Laminitis is inflammation of the laminae of the foot – the soft tissue structures that attach the coffin or pedal bone of the foot to the hoof wall. The inflammation and damage to the laminae causes extreme pain and leads to instability of the coffin bone in the hoof. In more severe cases it can lead to complete separation of and rotation of the pedal bone within the hoof wall. Laminitis is a crippling condition which can be fatal in severe cases. Once a horse has had an episode of laminitis, they are particularly susceptible to future episodes. Laminitis can be managed but not cured which is why prevention is so important.

Acute symptoms

  • Although all four feet can be affected, the forelimbs are more frequently and more severely affected than the hindlimbs.
  • Affected horses are reluctant to move and adopt a ‘sawhorse’ stance where they rock their weight back off the more badly affected forelimbs.
  • Laminitic horses will often lie down.
  • It will be difficult for you to pick up one forelimb due to the severe pain of the other supporting forelimb.
  • The hoof wall and coronary band (the soft tissue around the top of the hoof) are often warm to touch.
  • There is often pain on application of hoof testers particularly over the toe area.
  • Digital pulses are strong and rapid (the digital pulse is found at the back of your horse’s fetlock).

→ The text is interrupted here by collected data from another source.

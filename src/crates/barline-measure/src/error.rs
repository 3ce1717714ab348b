use crate::span::Span;
use thiserror::Error;

pub type Result<T> = std::result::Result<T, MeasureError>;

/// Failure to build a [`Measure`](crate::Measure) from text or relations
#[derive(Debug, Clone, PartialEq, Error)]
pub enum MeasureError {
    #[error("Empty measure literal")]
    Empty,

    #[error("Expected {expected}, found {found} at {span}")]
    UnexpectedToken {
        expected: String,
        found: String,
        span: Span,
    },

    #[error("Unexpected end of input, expected {expected}")]
    UnexpectedEof { expected: String },

    #[error("Invalid number '{value}' at {span}")]
    InvalidNumber { value: String, span: Span },

    #[error("Zero denominator at {span}")]
    ZeroDenominator { span: Span },

    #[error("Value out of range at {span}")]
    Overflow { span: Span },

    #[error("Invalid relations: {0}")]
    InvalidRelations(String),
}

impl MeasureError {
    pub fn unexpected_token(
        expected: impl Into<String>,
        found: impl Into<String>,
        span: Span,
    ) -> Self {
        MeasureError::UnexpectedToken {
            expected: expected.into(),
            found: found.into(),
            span,
        }
    }

    pub fn unexpected_eof(expected: impl Into<String>) -> Self {
        MeasureError::UnexpectedEof {
            expected: expected.into(),
        }
    }

    pub fn invalid_number(value: impl Into<String>, span: Span) -> Self {
        MeasureError::InvalidNumber {
            value: value.into(),
            span,
        }
    }

    pub fn invalid_relations(message: impl Into<String>) -> Self {
        MeasureError::InvalidRelations(message.into())
    }

    /// Location of the offending input, where there is one
    pub fn span(&self) -> Option<Span> {
        match self {
            MeasureError::UnexpectedToken { span, .. } => Some(*span),
            MeasureError::InvalidNumber { span, .. } => Some(*span),
            MeasureError::ZeroDenominator { span } | MeasureError::Overflow { span } => {
                Some(*span)
            }
            MeasureError::Empty
            | MeasureError::UnexpectedEof { .. }
            | MeasureError::InvalidRelations(_) => None,
        }
    }
}
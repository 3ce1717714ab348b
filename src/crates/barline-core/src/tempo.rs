//! Running tempo ramps expressed as ordinary tempo-change events

use crate::error::Result;
use crate::{Event, Measure, Pattern, Timeline, Tracker};
use parking_lot::Mutex;
use std::fmt;
use std::sync::Arc;
use tracing::debug;

/// Combines the running tempo with the step to produce the next tempo
pub type StepFn = Arc<dyn Fn(f64, f64) -> f64 + Send + Sync>;

pub fn step_add(current: f64, step: f64) -> f64 {
    current + step
}

pub fn step_multiply(current: f64, step: f64) -> f64 {
    current * step
}

struct TempoState {
    start: f64,
    current: f64,
    step: f64,
    modifier: StepFn,
}

/// A tempo value that moves by one step each time it is played
///
/// The patterns handed out by [`set_tempo`](TempoSpan::set_tempo) and
/// [`reset`](TempoSpan::reset) share this span's state. Every evaluation of a
/// `set_tempo` pattern advances the tempo, so placing it in a sequence that is
/// played bar by bar produces a ramp.
///
/// ```
/// use barline_core::{step_add, Event, FixedBar, Measure, Pattern, TempoSpan};
///
/// let span = TempoSpan::new(100.0, 5.0, step_add);
/// let mut up = span.set_tempo("0").unwrap();
///
/// let tl = up.events(0, &FixedBar::default());
/// assert_eq!(tl.get(Measure::ZERO), &[Event::bpm(105.0)]);
/// ```
#[derive(Clone)]
pub struct TempoSpan {
    state: Arc<Mutex<TempoState>>,
}

impl TempoSpan {
    pub fn new<F>(start: f64, step: f64, modifier: F) -> Self
    where
        F: Fn(f64, f64) -> f64 + Send + Sync + 'static,
    {
        TempoSpan {
            state: Arc::new(Mutex::new(TempoState {
                start,
                current: start,
                step,
                modifier: Arc::new(modifier),
            })),
        }
    }

    /// Pattern that steps the tempo and emits it at `position`
    pub fn set_tempo(&self, position: &str) -> Result<TempoStep> {
        Ok(TempoStep {
            state: Arc::clone(&self.state),
            at: Measure::parse(position)?,
        })
    }

    /// Pattern that restores the start tempo and emits it at `position`
    pub fn reset(&self, position: &str) -> Result<TempoReset> {
        Ok(TempoReset {
            state: Arc::clone(&self.state),
            at: Measure::parse(position)?,
        })
    }

    pub fn current(&self) -> f64 {
        self.state.lock().current
    }
}

impl fmt::Debug for TempoSpan {
    fn fmt(&self, f: &mut fmt::Formatter<'_>) -> fmt::Result {
        let state = self.state.lock();
        f.debug_struct("TempoSpan")
            .field("start", &state.start)
            .field("current", &state.current)
            .field("step", &state.step)
            .finish()
    }
}

pub struct TempoStep {
    state: Arc<Mutex<TempoState>>,
    at: Measure,
}

impl Pattern for TempoStep {
    fn events(&mut self, bar: usize, _tracker: &dyn Tracker) -> Timeline {
        let bpm = {
            let mut state = self.state.lock();
            let next = (state.modifier)(state.current, state.step);
            state.current = next;
            next
        };
        debug!(bar, bpm, "tempo step");
        Timeline::single(self.at, Event::bpm(bpm))
    }

    fn num_bars(&self) -> usize {
        1
    }
}

pub struct TempoReset {
    state: Arc<Mutex<TempoState>>,
    at: Measure,
}

impl Pattern for TempoReset {
    fn events(&mut self, bar: usize, _tracker: &dyn Tracker) -> Timeline {
        let bpm = {
            let mut state = self.state.lock();
            state.current = state.start;
            state.current
        };
        debug!(bar, bpm, "tempo reset");
        Timeline::single(self.at, Event::bpm(bpm))
    }

    fn num_bars(&self) -> usize {
        1
    }
}

#[cfg(test)]
mod tests {
    use super::*;
    use crate::FixedBar;

    fn bpm_at(tl: &Timeline, at: Measure) -> Option<f64> {
        tl.get(at).first().and_then(Event::tempo)
    }

    #[test]
    fn test_additive_ramp_and_reset() {
        let span = TempoSpan::new(100.0, 5.0, step_add);
        let mut up = span.set_tempo("0").unwrap();
        let mut reset = span.reset("0").unwrap();
        let tracker = FixedBar::default();

        let ramp: Vec<_> = (0..3)
            .map(|bar| bpm_at(&up.events(bar, &tracker), Measure::ZERO))
            .collect();
        assert_eq!(ramp, vec![Some(105.0), Some(110.0), Some(115.0)]);

        assert_eq!(bpm_at(&reset.events(3, &tracker), Measure::ZERO), Some(100.0));
        assert_eq!(span.current(), 100.0);
        assert_eq!(bpm_at(&up.events(4, &tracker), Measure::ZERO), Some(105.0));
    }

    #[test]
    fn test_multiplicative_ramp() {
        let span = TempoSpan::new(80.0, 1.5, step_multiply);
        let mut up = span.set_tempo("1/2").unwrap();
        let tracker = FixedBar::default();

        up.events(0, &tracker);
        let tl = up.events(1, &tracker);
        assert_eq!(bpm_at(&tl, Measure::new(1, 2)), Some(180.0));
    }

    #[test]
    fn test_custom_step_shared_between_patterns() {
        let span = TempoSpan::new(120.0, 10.0, |current, step| current - step);
        let mut a = span.set_tempo("0").unwrap();
        let mut b = span.set_tempo("1/4").unwrap();
        let tracker = FixedBar::default();

        a.events(0, &tracker);
        let tl = b.events(0, &tracker);
        assert_eq!(bpm_at(&tl, Measure::new(1, 4)), Some(100.0));
    }

    #[test]
    fn test_bad_position() {
        let span = TempoSpan::new(100.0, 1.0, step_add);
        assert!(span.set_tempo("x").is_err());
        assert!(span.reset("").is_err());
    }
}
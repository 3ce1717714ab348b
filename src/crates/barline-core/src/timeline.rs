use crate::{Event, Measure};
use std::collections::btree_map;
use std::collections::BTreeMap;

/// Events produced by one pattern evaluation, keyed by position in the bar
///
/// Positions iterate in ascending order. Adding events at a position that is
/// already occupied appends to the existing list; nothing is ever replaced.
#[derive(Debug, Clone, Default, PartialEq)]
pub struct Timeline {
    events: BTreeMap<Measure, Vec<Event>>,
}

impl Timeline {
    pub fn new() -> Self {
        Timeline {
            events: BTreeMap::new(),
        }
    }

    /// A timeline holding a single event
    pub fn single(at: Measure, event: Event) -> Self {
        let mut res = Timeline::new();
        res.push(at, event);
        res
    }

    pub fn push(&mut self, at: Measure, event: Event) {
        self.events.entry(at).or_default().push(event);
    }

    pub fn extend_at(&mut self, at: Measure, events: impl IntoIterator<Item = Event>) {
        self.events.entry(at).or_default().extend(events);
    }

    /// Append every event of `other`, keeping the order within each position
    pub fn merge(&mut self, other: Timeline) {
        for (at, events) in other.events {
            self.extend_at(at, events);
        }
    }

    pub fn get(&self, at: Measure) -> &[Event] {
        self.events.get(&at).map(Vec::as_slice).unwrap_or(&[])
    }

    pub fn get_mut(&mut self, at: Measure) -> Option<&mut Vec<Event>> {
        self.events.get_mut(&at)
    }

    pub fn positions(&self) -> impl Iterator<Item = Measure> + '_ {
        self.events.keys().copied()
    }

    pub fn iter(&self) -> impl Iterator<Item = (Measure, &[Event])> {
        self.events.iter().map(|(at, evts)| (*at, evts.as_slice()))
    }

    /// Every event paired with its position, in dispatch order
    pub fn flatten(&self) -> impl Iterator<Item = (Measure, &Event)> {
        self.events
            .iter()
            .flat_map(|(at, evts)| evts.iter().map(move |e| (*at, e)))
    }

    /// Number of distinct positions
    pub fn len(&self) -> usize {
        self.events.len()
    }

    pub fn is_empty(&self) -> bool {
        self.events.is_empty()
    }

    pub fn event_count(&self) -> usize {
        self.events.values().map(Vec::len).sum()
    }
}

impl IntoIterator for Timeline {
    type Item = (Measure, Vec<Event>);
    type IntoIter = btree_map::IntoIter<Measure, Vec<Event>>;

    fn into_iter(self) -> Self::IntoIter {
        self.events.into_iter()
    }
}

impl FromIterator<(Measure, Event)> for Timeline {
    fn from_iter<I: IntoIterator<Item = (Measure, Event)>>(iter: I) -> Self {
        let mut res = Timeline::new();
        for (at, event) in iter {
            res.push(at, event);
        }
        res
    }
}

#[cfg(test)]
mod tests {
    use super::*;

    #[test]
    fn test_merge_appends() {
        let half = Measure::new(1, 2);
        let mut a = Timeline::single(half, Event::start());
        let b = Timeline::single(half, Event::end());

        a.merge(b);

        assert_eq!(a.len(), 1);
        assert_eq!(a.get(half), &[Event::start(), Event::end()]);
    }

    #[test]
    fn test_positions_are_sorted() {
        let tl: Timeline = [
            (Measure::new(3, 4), Event::end()),
            (Measure::ZERO, Event::start()),
            (Measure::new(1, 4), Event::bpm(100.0)),
        ]
        .into_iter()
        .collect();

        let positions: Vec<_> = tl.positions().collect();
        assert_eq!(positions, vec![Measure::ZERO, Measure::new(1, 4), Measure::new(3, 4)]);
        assert_eq!(tl.event_count(), 3);
        assert!(tl.get(Measure::BAR).is_empty());
    }
}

If you are uncertain how to check this, ask one of our equine vets to demonstrate.

Chronic symptoms

These are found in cases where the inflammation has existed for some time and structural changes are now evident:

  • There are laminitic “rings” on the surface of affected hooves which these correspond to previous episodes of laminitis.
  • The hoof wall takes on a dish/slipper shape with long toes.
  • Where the pedal bone has rotated in the hoof, there is a bulge in the sole corresponding to the rotated bone.
  • The horse has restricted movement in its front legs and will tend to place more weight on its back legs, often described as a ‘laminitic stance’.


Over-feeding fat ponies is a very common cause, particularly during the spring months after recent rain. The soluble carbohydrate content increases in grass after rain. When ingested, this causes metabolic changes that result in altered blood flow to the laminae of the foot.

Other causes include:

  • Over-feeding grain or grain engorgement when a horse gets into a feed shed/bin.
  • Retained placenta in post-foaling mares.
  • Septicaemic conditions.
  • Obesity (a common predisposing factor in laminitic ponies).
  • Lameness which prevents weight bearing in one leg leading to laminitis in another supporting limb.
  • Trauma resulting from excess work in unshod horses on hard ground, or from over-enthusiastic hoof trimming.
  • Hormonal disease such as equine metabolic syndrome and Cushing’s disease.

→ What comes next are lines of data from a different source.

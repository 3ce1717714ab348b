//! One-shot patterns that emit a single event at a fixed position

use crate::error::Result;
use crate::{Event, Measure, Params, Pattern, Timeline, Tracker, Voice};

/// Emits the end marker at a position of every bar it is asked for
#[derive(Debug, Clone, PartialEq)]
pub struct End {
    at: Measure,
}

impl End {
    pub fn new(at: &str) -> Result<Self> {
        Ok(End {
            at: Measure::parse(at)?,
        })
    }
}

impl Pattern for End {
    fn events(&mut self, _bar: usize, _tracker: &dyn Tracker) -> Timeline {
        Timeline::single(self.at, Event::end())
    }

    fn num_bars(&self) -> usize {
        1
    }
}

/// Emits the start marker
#[derive(Debug, Clone, PartialEq)]
pub struct Start {
    at: Measure,
}

impl Start {
    pub fn new(at: &str) -> Result<Self> {
        Ok(Start {
            at: Measure::parse(at)?,
        })
    }
}

impl Pattern for Start {
    fn events(&mut self, _bar: usize, _tracker: &dyn Tracker) -> Timeline {
        Timeline::single(self.at, Event::start())
    }

    fn num_bars(&self) -> usize {
        1
    }
}

/// Emits a tempo change
#[derive(Debug, Clone, PartialEq)]
pub struct SetTempo {
    at: Measure,
    bpm: f64,
}

impl SetTempo {
    pub fn new(at: &str, bpm: f64) -> Result<Self> {
        Ok(Self::from_measure(Measure::parse(at)?, bpm))
    }

    pub fn from_measure(at: Measure, bpm: f64) -> Self {
        SetTempo { at, bpm }
    }

    pub fn bpm(&self) -> f64 {
        self.bpm
    }
}

impl Pattern for SetTempo {
    fn events(&mut self, _bar: usize, _tracker: &dyn Tracker) -> Timeline {
        Timeline::single(self.at, Event::bpm(self.bpm))
    }

    fn num_bars(&self) -> usize {
        1
    }
}

/// Emits a parameter change for one voice
#[derive(Debug, Clone, PartialEq)]
pub struct Change {
    at: Measure,
    template: Event,
}

impl Change {
    pub fn new(at: &str, voice: &Voice, params: Params) -> Result<Self> {
        Ok(Self::from_measure(Measure::parse(at)?, voice, params))
    }

    pub fn from_measure(at: Measure, voice: &Voice, params: Params) -> Self {
        Change {
            at,
            template: Event::change(voice, params),
        }
    }
}

impl Pattern for Change {
    fn events(&mut self, _bar: usize, _tracker: &dyn Tracker) -> Timeline {
        Timeline::single(self.at, self.template.clone())
    }

    fn num_bars(&self) -> usize {
        1
    }
}

#[cfg(test)]
mod tests {
    use super::*;
    use crate::{FixedBar, PatternError};

    #[test]
    fn test_markers() {
        let tracker = FixedBar::default();

        let mut end = End::new("3/4").unwrap();
        assert_eq!(end.events(0, &tracker).get(Measure::new(3, 4)), &[Event::end()]);
        assert_eq!(end.num_bars(), 1);

        let mut start = Start::new("0").unwrap();
        assert_eq!(start.events(5, &tracker).get(Measure::ZERO), &[Event::start()]);
    }

    #[test]
    fn test_set_tempo() {
        let mut tempo = SetTempo::new("1/2", 96.0).unwrap();
        let tl = tempo.events(0, &FixedBar::default());

        assert_eq!(tl.event_count(), 1);
        assert_eq!(tl.get(Measure::new(1, 2)), &[Event::bpm(96.0)]);
    }

    #[test]
    fn test_change_clones_template() {
        let voice = Voice::new("bass");
        let mut change = Change::new("1/4", &voice, Params::new().with("cutoff", 800.0)).unwrap();
        let tracker = FixedBar::default();

        let mut first = change.events(0, &tracker);
        if let Some(evts) = first.get_mut(Measure::new(1, 4)) {
            evts[0].params_mut().unwrap().set("cutoff", 0.0);
        }

        let second = change.events(1, &tracker);
        assert_eq!(
            second.get(Measure::new(1, 4))[0].params().unwrap().get("cutoff"),
            Some(800.0)
        );
    }

    #[test]
    fn test_malformed_position() {
        assert!(matches!(End::new("1/"), Err(PatternError::Measure(_))));
        assert!(matches!(SetTempo::new("fast", 120.0), Err(PatternError::Measure(_))));
    }
}
use serde::{Deserialize, Serialize};
use std::fmt;
use std::ops::Range;

/// Byte range inside a measure literal
#[derive(Debug, Clone, Copy, PartialEq, Eq, Hash, Serialize, Deserialize)]
pub struct Span {
    pub start: usize,
    pub end: usize,
}

impl Span {
    pub fn new(start: usize, end: usize) -> Self {
        Span { start, end }
    }

    /// From the start of `self` to the end of `last`
    pub fn to(self, last: Span) -> Span {
        Span::new(self.start, last.end)
    }

    pub fn to_range(self) -> Range<usize> {
        self.start..self.end
    }
}

impl From<Range<usize>> for Span {
    fn from(range: Range<usize>) -> Self {
        Span::new(range.start, range.end)
    }
}

impl fmt::Display for Span {
    fn fmt(&self, f: &mut fmt::Formatter<'_>) -> fmt::Result {
        write!(f, "{}..{}", self.start, self.end)
    }
}
use serde::{Deserialize, Serialize};

/// Configuration for a [`Track`](crate::Track)
#[derive(Debug, Clone, PartialEq, Serialize, Deserialize)]
#[serde(default)]
pub struct TrackConfig {
    /// Bar length as a measure literal, e.g. `"1"` or `"3/4"`
    pub bar: String,
    /// Tempo in BPM until the first tempo event
    pub tempo: f64,
    /// Upper bound on bars rendered by one call
    pub max_bars: usize,
}

impl Default for TrackConfig {
    fn default() -> Self {
        TrackConfig {
            bar: "1".to_string(),
            tempo: 120.0,
            max_bars: 1024,
        }
    }
}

If you suspect your horse has laminitis, call us immediately. Depending on the severity of the clinical signs, we will probably need to take some radiographs (X-rays) of your horse’s feet to determine the degree of rotation of the pedal bone within the hoof. This will provide us with a benchmark against which to assess response to treatment and the necessary information from which to work with your farrier to achieve the best possible outcome.


  • First, remove the cause. Horses which have developed laminitis as a result of over-feeding need to be removed from the food source immediately.
  • Mares with retained placenta constitute a medical emergency.
  • Anti-inflammatories are the cornerstone of therapy.
  • Affected horses need to be stabled in deep shavings so they can dig their hooves into a comfortable position. In the early stages exercise should be avoided as it may result in further rotation of the pedal bone
  • Hoof care is vital. Your farrier should consult with us and trim the hoof according to the degree of rotation of the pedal bone.
  • Ongoing dietary management is crucial. We are more than happy to advise on the most appropriate feeding regime. Many feeds promoted as being safe for laminitic horses are not appropriate if your horse is also receiving other feed sources high in soluble carbohydrate.
  • Horses need company. You should ensure that horses confined during laminitis treatment are able to interact with other horses.


  • Ensure your horse or pony is fed a balanced ration appropriate for their type, age and activity level.
  • Restrict grass intake by using electric tape to strip graze. Ponies can survive on very little.
  • Sometimes turning a horse out at night and bringing it in during the day can help as there are less fructans in the grass at night.
  • Do not turn a horse out on lush or frosted grass.
  • Call us immediately if you suspect your mare has retained placenta (12 hours later can be too late) or if your horse is otherwise unwell.
  • Ensure your horse receives regular hoof care from a reputable farrier.